Requirement -
Would you filter these records and copy every line that has the word "info"?

++++++++

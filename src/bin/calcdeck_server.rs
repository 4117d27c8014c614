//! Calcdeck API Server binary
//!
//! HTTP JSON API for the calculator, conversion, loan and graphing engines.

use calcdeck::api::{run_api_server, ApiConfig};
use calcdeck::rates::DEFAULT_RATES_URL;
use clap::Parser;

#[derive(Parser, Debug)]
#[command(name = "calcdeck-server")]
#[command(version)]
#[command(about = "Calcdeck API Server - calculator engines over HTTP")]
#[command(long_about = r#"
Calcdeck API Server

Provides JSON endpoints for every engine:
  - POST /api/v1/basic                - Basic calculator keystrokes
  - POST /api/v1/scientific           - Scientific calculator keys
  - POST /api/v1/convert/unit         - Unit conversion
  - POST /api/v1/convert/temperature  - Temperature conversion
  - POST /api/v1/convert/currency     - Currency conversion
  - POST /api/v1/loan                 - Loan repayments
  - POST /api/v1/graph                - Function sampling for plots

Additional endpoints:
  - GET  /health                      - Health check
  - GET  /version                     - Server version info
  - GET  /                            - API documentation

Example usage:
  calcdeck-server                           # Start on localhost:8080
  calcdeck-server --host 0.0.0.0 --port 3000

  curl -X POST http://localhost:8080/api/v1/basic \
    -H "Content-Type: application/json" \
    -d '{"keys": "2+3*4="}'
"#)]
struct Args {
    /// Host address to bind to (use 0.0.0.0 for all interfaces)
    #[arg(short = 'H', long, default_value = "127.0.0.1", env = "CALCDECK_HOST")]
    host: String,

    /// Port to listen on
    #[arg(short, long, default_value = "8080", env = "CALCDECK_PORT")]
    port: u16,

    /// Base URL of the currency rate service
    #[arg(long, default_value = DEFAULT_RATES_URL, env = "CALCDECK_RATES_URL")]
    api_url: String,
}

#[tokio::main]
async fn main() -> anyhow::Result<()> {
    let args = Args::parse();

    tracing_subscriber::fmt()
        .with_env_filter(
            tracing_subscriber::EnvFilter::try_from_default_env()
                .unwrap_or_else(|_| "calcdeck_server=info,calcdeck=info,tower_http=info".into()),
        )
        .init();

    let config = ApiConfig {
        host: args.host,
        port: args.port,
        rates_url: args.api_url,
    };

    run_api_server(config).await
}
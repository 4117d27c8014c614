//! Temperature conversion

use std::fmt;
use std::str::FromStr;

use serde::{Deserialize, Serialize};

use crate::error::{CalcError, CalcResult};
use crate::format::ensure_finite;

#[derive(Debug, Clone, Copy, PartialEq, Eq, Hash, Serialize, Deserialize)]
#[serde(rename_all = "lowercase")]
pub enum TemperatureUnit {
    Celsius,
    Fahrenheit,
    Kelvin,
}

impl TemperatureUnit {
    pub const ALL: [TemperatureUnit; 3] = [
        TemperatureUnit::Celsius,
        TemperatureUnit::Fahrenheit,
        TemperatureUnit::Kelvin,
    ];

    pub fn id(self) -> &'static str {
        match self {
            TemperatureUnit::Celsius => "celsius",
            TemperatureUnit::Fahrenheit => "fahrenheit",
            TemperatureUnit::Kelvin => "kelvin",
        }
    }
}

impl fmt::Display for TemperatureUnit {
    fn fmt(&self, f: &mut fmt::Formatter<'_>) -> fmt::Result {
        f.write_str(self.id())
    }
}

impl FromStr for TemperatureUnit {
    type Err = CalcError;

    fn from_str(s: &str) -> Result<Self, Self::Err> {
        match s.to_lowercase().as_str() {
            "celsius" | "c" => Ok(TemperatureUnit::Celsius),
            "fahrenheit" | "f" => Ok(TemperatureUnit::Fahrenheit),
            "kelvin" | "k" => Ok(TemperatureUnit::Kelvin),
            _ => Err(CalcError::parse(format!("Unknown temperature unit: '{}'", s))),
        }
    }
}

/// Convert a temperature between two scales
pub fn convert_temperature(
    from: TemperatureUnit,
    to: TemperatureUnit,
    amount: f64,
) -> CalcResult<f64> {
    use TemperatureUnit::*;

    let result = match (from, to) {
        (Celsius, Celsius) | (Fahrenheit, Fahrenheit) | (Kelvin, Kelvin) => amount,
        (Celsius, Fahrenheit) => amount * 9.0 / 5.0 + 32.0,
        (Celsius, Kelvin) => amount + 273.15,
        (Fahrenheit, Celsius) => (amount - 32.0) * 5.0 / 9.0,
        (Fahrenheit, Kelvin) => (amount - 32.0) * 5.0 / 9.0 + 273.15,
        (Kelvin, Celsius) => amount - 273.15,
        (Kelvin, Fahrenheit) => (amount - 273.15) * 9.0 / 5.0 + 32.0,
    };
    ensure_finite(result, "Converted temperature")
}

++++++++

Reply to the exercise -
  - GET  /version                     - Server version info
                .unwrap_or_else(|_| "calcdeck_server=info,calcdeck=info,tower_http=info".into()),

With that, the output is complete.